*Aim of the exercise*.
Copies of all lines that contain "strictly" are needed; take them from the data below.

*Stored entries*.
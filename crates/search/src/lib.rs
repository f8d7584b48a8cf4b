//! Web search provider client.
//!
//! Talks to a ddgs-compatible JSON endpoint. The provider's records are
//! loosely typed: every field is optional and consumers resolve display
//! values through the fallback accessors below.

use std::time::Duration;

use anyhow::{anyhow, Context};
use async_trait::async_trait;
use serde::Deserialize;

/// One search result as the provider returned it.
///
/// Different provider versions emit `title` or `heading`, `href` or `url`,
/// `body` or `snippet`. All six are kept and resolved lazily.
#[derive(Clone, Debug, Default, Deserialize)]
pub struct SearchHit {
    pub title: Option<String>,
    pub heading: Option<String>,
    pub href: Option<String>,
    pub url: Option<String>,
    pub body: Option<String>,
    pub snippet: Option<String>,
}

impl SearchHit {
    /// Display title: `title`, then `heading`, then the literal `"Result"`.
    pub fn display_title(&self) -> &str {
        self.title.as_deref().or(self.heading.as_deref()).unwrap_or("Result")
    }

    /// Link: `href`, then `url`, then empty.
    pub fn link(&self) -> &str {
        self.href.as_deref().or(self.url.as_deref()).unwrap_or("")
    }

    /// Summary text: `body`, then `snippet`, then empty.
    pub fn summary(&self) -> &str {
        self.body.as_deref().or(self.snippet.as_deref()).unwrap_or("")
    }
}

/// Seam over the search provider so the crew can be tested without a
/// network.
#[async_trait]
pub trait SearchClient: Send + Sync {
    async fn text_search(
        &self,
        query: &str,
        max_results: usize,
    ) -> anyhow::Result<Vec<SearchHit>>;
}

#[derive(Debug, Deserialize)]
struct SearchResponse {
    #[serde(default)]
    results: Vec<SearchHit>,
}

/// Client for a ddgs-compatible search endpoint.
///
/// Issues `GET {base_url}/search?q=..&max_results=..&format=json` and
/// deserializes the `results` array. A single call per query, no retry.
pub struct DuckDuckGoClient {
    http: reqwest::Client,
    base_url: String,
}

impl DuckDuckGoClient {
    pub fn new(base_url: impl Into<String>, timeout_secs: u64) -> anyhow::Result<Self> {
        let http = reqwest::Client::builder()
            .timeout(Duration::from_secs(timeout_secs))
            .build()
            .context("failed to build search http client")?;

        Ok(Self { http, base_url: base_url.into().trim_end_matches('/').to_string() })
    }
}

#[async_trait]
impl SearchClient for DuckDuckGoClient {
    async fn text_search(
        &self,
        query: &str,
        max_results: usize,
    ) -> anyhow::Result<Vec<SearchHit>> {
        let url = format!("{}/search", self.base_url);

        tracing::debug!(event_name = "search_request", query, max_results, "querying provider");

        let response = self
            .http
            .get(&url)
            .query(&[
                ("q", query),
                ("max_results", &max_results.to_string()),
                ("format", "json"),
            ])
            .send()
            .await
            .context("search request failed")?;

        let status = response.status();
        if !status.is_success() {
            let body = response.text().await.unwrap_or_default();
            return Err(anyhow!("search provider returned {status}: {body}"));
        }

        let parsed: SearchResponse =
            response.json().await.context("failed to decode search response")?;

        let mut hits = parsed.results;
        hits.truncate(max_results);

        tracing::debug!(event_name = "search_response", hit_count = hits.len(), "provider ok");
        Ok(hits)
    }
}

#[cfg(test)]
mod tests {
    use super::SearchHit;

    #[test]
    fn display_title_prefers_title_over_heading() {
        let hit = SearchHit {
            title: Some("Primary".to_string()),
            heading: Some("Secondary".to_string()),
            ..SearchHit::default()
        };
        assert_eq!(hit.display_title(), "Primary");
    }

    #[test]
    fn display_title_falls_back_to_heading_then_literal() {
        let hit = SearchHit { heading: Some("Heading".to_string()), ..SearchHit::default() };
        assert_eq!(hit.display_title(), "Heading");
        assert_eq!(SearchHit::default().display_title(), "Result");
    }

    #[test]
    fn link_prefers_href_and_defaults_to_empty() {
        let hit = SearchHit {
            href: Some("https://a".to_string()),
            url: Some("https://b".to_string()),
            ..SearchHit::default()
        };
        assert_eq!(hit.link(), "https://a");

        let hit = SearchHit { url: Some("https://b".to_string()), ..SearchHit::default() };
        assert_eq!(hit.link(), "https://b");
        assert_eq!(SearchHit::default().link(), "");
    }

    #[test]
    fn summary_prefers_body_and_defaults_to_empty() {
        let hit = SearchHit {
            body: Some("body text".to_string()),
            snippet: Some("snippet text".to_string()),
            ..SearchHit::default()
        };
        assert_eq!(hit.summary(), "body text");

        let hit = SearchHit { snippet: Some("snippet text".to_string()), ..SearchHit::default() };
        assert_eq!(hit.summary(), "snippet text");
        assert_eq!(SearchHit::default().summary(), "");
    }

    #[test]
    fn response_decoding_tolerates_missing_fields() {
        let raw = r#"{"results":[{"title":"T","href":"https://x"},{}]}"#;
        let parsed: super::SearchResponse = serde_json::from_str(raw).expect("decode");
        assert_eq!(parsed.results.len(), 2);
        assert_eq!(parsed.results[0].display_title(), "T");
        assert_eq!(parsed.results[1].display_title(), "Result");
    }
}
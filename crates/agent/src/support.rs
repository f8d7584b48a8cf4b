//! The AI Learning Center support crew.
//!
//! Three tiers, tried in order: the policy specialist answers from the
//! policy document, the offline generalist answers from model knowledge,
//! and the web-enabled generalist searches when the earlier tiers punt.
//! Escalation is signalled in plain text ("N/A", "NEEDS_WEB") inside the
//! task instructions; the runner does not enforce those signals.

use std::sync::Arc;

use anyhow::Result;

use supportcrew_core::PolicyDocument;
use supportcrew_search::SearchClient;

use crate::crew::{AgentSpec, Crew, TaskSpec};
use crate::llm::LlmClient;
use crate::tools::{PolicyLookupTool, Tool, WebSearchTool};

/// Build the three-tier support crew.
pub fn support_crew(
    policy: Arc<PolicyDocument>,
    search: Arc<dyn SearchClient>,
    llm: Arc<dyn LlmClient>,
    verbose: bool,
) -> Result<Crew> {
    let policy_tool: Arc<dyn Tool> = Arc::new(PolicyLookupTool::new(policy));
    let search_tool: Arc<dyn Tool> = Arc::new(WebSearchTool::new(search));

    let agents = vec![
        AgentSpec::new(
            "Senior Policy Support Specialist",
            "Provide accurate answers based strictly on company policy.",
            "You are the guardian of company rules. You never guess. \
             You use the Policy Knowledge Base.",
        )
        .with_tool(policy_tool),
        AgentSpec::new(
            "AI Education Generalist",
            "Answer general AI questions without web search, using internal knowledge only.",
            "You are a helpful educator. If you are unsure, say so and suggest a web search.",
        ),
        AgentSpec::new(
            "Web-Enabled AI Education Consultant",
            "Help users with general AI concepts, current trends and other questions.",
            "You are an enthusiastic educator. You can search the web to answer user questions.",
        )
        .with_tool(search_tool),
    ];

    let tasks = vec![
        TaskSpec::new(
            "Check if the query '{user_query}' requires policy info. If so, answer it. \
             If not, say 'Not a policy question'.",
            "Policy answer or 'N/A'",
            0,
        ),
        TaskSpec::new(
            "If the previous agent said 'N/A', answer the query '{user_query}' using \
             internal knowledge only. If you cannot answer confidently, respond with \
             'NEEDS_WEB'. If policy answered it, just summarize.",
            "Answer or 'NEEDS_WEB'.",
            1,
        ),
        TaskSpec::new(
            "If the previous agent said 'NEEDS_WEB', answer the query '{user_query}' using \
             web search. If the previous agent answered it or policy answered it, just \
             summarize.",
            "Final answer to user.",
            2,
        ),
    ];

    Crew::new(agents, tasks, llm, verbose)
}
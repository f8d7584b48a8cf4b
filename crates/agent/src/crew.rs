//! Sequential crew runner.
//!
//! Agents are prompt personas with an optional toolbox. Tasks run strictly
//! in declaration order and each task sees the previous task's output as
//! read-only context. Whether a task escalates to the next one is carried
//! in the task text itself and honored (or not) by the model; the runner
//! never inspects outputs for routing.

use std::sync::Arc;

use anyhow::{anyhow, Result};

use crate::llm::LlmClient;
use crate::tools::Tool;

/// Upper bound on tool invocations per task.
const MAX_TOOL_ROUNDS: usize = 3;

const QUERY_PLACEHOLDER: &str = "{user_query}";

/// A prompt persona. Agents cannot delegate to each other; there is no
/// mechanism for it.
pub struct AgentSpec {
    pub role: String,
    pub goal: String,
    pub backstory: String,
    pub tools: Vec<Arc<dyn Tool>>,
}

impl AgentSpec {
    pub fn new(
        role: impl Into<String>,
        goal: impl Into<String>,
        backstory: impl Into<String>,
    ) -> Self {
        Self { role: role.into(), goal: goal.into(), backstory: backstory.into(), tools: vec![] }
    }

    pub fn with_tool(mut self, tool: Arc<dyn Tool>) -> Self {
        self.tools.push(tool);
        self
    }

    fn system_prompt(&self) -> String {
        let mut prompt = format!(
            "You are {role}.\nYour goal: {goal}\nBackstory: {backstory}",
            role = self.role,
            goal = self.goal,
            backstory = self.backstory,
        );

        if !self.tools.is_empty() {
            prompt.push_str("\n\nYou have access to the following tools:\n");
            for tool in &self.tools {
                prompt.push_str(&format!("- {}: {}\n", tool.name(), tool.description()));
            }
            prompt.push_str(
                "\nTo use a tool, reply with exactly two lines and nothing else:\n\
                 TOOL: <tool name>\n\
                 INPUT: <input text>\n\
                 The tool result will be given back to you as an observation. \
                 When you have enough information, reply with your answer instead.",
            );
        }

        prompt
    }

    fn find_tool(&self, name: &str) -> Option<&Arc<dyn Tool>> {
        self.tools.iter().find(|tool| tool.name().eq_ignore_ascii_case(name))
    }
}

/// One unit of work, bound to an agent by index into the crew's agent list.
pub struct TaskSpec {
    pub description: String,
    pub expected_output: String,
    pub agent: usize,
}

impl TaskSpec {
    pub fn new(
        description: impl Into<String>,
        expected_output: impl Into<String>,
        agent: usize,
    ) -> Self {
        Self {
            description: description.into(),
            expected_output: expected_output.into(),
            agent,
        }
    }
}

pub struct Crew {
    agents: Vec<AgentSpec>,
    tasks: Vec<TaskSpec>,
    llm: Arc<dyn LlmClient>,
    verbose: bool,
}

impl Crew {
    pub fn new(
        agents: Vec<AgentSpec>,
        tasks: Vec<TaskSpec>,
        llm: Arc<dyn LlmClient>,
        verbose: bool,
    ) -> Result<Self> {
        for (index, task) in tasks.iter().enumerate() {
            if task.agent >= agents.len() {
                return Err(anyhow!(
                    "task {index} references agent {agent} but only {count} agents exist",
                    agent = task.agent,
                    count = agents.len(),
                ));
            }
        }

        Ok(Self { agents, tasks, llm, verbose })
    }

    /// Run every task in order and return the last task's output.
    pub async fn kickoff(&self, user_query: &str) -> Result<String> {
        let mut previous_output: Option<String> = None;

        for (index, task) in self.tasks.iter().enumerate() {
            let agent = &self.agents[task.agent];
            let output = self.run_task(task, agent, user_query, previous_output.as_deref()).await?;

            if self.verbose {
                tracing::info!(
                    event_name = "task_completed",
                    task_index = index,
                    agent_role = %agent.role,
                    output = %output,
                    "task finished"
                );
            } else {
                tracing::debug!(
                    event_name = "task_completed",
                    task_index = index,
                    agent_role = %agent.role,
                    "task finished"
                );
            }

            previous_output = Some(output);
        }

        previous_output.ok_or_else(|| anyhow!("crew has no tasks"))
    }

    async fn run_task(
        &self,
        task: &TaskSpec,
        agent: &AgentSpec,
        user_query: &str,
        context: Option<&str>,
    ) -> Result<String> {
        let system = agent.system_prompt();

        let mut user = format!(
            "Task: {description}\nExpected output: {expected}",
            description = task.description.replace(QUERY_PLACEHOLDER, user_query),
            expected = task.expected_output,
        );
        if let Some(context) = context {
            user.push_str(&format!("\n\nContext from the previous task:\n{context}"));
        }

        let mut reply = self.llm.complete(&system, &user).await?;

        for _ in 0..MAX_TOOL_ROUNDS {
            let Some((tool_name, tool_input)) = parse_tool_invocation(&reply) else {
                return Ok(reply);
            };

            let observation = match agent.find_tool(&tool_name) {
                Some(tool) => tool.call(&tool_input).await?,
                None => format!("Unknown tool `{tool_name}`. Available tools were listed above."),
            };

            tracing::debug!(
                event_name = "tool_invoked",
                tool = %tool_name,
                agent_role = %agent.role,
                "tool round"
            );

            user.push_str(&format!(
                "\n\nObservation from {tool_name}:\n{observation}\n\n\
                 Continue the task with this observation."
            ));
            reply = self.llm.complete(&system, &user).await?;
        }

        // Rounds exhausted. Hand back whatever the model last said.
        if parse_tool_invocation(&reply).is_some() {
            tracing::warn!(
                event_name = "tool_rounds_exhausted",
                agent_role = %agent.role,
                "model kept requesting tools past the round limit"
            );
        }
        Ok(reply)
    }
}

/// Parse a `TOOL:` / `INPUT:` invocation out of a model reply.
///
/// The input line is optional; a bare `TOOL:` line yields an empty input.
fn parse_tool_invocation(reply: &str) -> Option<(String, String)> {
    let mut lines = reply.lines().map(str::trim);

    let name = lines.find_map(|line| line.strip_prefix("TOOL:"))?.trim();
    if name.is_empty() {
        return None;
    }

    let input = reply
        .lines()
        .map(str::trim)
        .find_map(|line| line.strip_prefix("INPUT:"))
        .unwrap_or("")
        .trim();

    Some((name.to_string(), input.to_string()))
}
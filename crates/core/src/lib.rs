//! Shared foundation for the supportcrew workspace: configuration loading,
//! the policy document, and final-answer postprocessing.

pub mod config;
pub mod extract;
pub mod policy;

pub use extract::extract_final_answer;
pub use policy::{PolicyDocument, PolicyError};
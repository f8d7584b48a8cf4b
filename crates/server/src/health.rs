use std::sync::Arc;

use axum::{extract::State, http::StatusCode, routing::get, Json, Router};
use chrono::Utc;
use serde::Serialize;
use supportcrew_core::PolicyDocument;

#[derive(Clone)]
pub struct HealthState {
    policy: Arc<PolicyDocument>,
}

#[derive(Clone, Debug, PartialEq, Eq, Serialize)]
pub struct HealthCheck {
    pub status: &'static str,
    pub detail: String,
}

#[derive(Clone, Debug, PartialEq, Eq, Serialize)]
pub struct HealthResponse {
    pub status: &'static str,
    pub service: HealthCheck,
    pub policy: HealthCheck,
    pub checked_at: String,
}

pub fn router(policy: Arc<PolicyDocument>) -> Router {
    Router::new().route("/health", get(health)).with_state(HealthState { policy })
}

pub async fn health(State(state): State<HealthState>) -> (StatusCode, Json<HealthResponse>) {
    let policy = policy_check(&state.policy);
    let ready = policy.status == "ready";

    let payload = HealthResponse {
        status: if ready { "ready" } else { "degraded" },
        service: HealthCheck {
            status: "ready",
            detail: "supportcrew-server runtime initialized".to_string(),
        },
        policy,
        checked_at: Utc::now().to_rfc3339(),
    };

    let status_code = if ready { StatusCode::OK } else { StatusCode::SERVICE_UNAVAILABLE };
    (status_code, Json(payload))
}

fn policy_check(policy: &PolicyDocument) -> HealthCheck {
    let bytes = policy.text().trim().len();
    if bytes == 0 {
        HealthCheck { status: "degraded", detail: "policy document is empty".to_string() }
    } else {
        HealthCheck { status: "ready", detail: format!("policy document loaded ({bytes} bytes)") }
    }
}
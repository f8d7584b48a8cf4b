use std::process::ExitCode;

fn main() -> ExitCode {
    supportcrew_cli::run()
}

*Exercise solution*.
            "Provide accurate answers based strictly on company policy.",
//! Agents are prompt personas with an optional toolbox. Tasks run strictly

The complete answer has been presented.